The 30-year-old Toronto resident was taken to a trauma centre with multiple gunshot wounds Sunday night, but was pronounced dead shortly after his arrival.
Toronto police said Monday afternoon that occupants of a black SUV driving northbound on Regent Street opened fire on Champagnie before turning eastbound onto Cole Street and southbound on Sackville Street.
Police said the assailants also shot at another victim in the area, who managed to escape injury by fleeing into a nearby unlocked home.
Det. Andy Singh said police believe the shooting was targeted and that there was a relationship between the two victims, but have not yet confirmed these details.
Police urge more witnesses to come forward, saying they believe people out enjoying the nice weather may have seen the shooting or the fleeing vehicle.
"Canada Day long weekend — a lot of people were off," Singh said.
"We think there was a lot of people on their balconies that might have seen the events transpire," he added. "No information is that small."
Bullets sprayed nearby properties, puncturing car windows and neighbouring homes.
It was lucky nobody was injured, Singh said. "With bullets, they ricochet and they do funny things," he added.
"I'm afraid because I have two children," said Regent Park resident Anny Alco, who mistook the gunshots for fireworks until she saw police arrive.
At least 10 shell casings were found at the scene.
"I was napping and was woken by something that sounded like explosions," said Christopher Stathousis, who lives at the intersection.
"I am surprised. It's a pretty calm neighbourhood," he said.
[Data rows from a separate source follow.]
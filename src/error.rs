use thiserror::Error;

/// Fallback shown when a failure carries no readable message of its own.
pub const GENERIC_FAILURE_MESSAGE: &str = "Erro ao criar preferência de pagamento.";

/// Local input errors, raised before any network activity.
#[derive(Error, Debug, Clone, PartialEq, Eq)]
pub enum ValidationError {
    #[error("Informe um valor válido para pagamento.")]
    InvalidAmount,
    #[error("Informe um email válido.")]
    InvalidEmail,
}

/// Events the payment state machine refuses to apply.
#[derive(Error, Debug, Clone, PartialEq, Eq)]
pub enum TransitionError {
    #[error("a submission is already in flight")]
    SubmissionInFlight,
    #[error("the payment already settled; reset before submitting again")]
    AlreadySettled,
    #[error("cannot reset while a submission is processing")]
    ResetWhileProcessing,
    #[error("completion for submission {received} does not match the one in flight")]
    StaleCompletion { received: u64 },
}

#[derive(Error, Debug)]
pub enum CheckoutError {
    #[error(transparent)]
    Validation(#[from] ValidationError),
    #[error("URL inválida para retorno do pagamento")]
    InvalidCallbackUrl,
    #[error(transparent)]
    Transport(#[from] reqwest::Error),
    #[error("{message}")]
    Provider { status: u16, message: String },
    #[error("URL de checkout não encontrada na resposta")]
    MissingCheckoutUrl,
    #[error(transparent)]
    Transition(#[from] TransitionError),
    #[error("configuration error: {0}")]
    Config(String),
    #[error("checkout session is no longer running")]
    SessionClosed,
    #[error("IO error: {0}")]
    Io(#[from] std::io::Error),
}

impl CheckoutError {
    /// Human-readable reason for the failed submission.
    ///
    /// Prefers the error's own message, then the message of its source, then
    /// [`GENERIC_FAILURE_MESSAGE`].
    pub fn reason(&self) -> String {
        let direct = self.to_string();
        if !direct.trim().is_empty() {
            return direct;
        }
        std::error::Error::source(self)
            .map(|source| source.to_string())
            .filter(|message| !message.trim().is_empty())
            .unwrap_or_else(|| GENERIC_FAILURE_MESSAGE.to_string())
    }
}

pub type Result<T> = std::result::Result<T, CheckoutError>;
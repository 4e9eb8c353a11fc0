//! Domain layer: payment results, input validation, checkout requests,
//! return parameters, and the ports the application depends on.

pub mod checkout;
pub mod input;
pub mod payment;
pub mod ports;
pub mod redirect;
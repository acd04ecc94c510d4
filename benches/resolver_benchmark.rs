use criterion::{black_box, criterion_group, criterion_main, BenchmarkId, Criterion};
use file_variants::{
    resolve_variant, CommandOutcome, DataHandlerHook, FieldMap, FileRecord, RecordId, RecordStatus,
    RecordStore, StructuralCommand, VariantsConfig,
};

// Seeds `root_count` root files, each with one language 1 variant
fn seeded_store(root_count: i64) -> RecordStore {
    let store = RecordStore::in_memory().expect("Failed to create in-memory store");
    for index in 0..root_count {
        let root_uid = 10 + index * 2;
        let variant_uid = root_uid + 1;
        store
            .insert_file(&FileRecord {
                uid: root_uid,
                storage: 1,
                identifier: format!("/user_upload/file_{index}.txt"),
                name: format!("file_{index}.txt"),
                sys_language_uid: 0,
                l10n_parent: 0,
            })
            .expect("Failed to insert root file");
        store
            .insert_file(&FileRecord {
                uid: variant_uid,
                storage: 1,
                identifier: format!("/languageVariants/file_{index}.txt"),
                name: format!("file_{index}.txt"),
                sys_language_uid: 1,
                l10n_parent: root_uid,
            })
            .expect("Failed to insert variant file");
    }
    store
}

fn benchmark_variant_resolution(c: &mut Criterion) {
    let sizes = [10_i64, 100, 1000];

    // Benchmark resolution against stores of different sizes
    let mut group = c.benchmark_group("variant_resolution");
    for size in sizes.iter() {
        let store = seeded_store(*size);
        let middle_root = 10 + (*size / 2) * 2;
        group.bench_with_input(BenchmarkId::new("resolve_hit", size), &store, |b, store| {
            b.iter(|| {
                let result = resolve_variant(black_box(store), black_box(1), middle_root);
                black_box(result)
            })
        });
    }
    group.finish();

    let store = seeded_store(1000);
    let middle_root = 10 + 500 * 2;

    // No variant exists for language 2
    c.bench_function("resolve_miss", |b| {
        b.iter(|| {
            let result = resolve_variant(black_box(&store), black_box(2), middle_root);
            black_box(result)
        })
    });

    // Asking from the variant adds the normalization lookup
    c.bench_function("resolve_from_variant", |b| {
        b.iter(|| {
            let result = resolve_variant(black_box(&store), black_box(1), middle_root + 1);
            black_box(result)
        })
    });

    // Unknown uids fall through to a plain lookup against the root
    c.bench_function("resolve_unknown_file", |b| {
        b.iter(|| {
            let result = resolve_variant(black_box(&store), black_box(1), black_box(999_999));
            black_box(result)
        })
    });
}

fn benchmark_hook_paths(c: &mut Criterion) {
    let store = seeded_store(1000);
    let hook = DataHandlerHook::with_config(
        store,
        VariantsConfig {
            variants_storage: 2,
            variants_folder: "languageVariants".to_string(),
        },
    );
    let middle_root = 10 + 500 * 2;

    c.bench_function("field_array_rewrite", |b| {
        b.iter(|| {
            let mut fields = FieldMap::new();
            fields.insert("sys_language_uid".to_string(), 1.into());
            fields.insert("uid_local".to_string(), middle_root.into());
            let result = hook.post_process_field_array(
                RecordStatus::New,
                black_box("sys_file_reference"),
                &mut fields,
            );
            black_box(result)
        })
    });

    // Commands without copied references resolve the id and return early
    let outcome = CommandOutcome::new();
    c.bench_function("command_without_copies", |b| {
        b.iter(|| {
            let result = hook.post_process_command(
                StructuralCommand::Localize,
                black_box("tt_content"),
                &RecordId::uid(42),
                black_box(1),
                &outcome,
            );
            black_box(result)
        })
    });
}

criterion_group!(benches, benchmark_variant_resolution, benchmark_hook_paths);
criterion_main!(benches);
Suze Morrison, 29, said Monday that she and her husband, Trevor Morey, 30, were driving home from a movie when they saw Champagnie lying on the sidewalk at the corner of Regent and Cole Streets around 9 p.m.
She would like his family to know that she and her husband tried to save him.
Morrison said she called 911 and she and her husband began to perform CPR. Within minutes, Toronto firefighters from a nearby station arrived followed by other emergency services crews.
"We were with their family member at the end and we tried," Morrison told CBC Toronto. "If it were me, and I had lost someone, I would want to know that someone was there and had fought for them. I would want to make that connection."
Morrison said that neither she nor her husband initially realized the man had been shot until they saw his chest, which was covered by shirt with three or four circular blood stains.
"It's definitely been a traumatic night for us," she said. "We really didn't get a lot of sleep. It's definitely sad; we're still processing."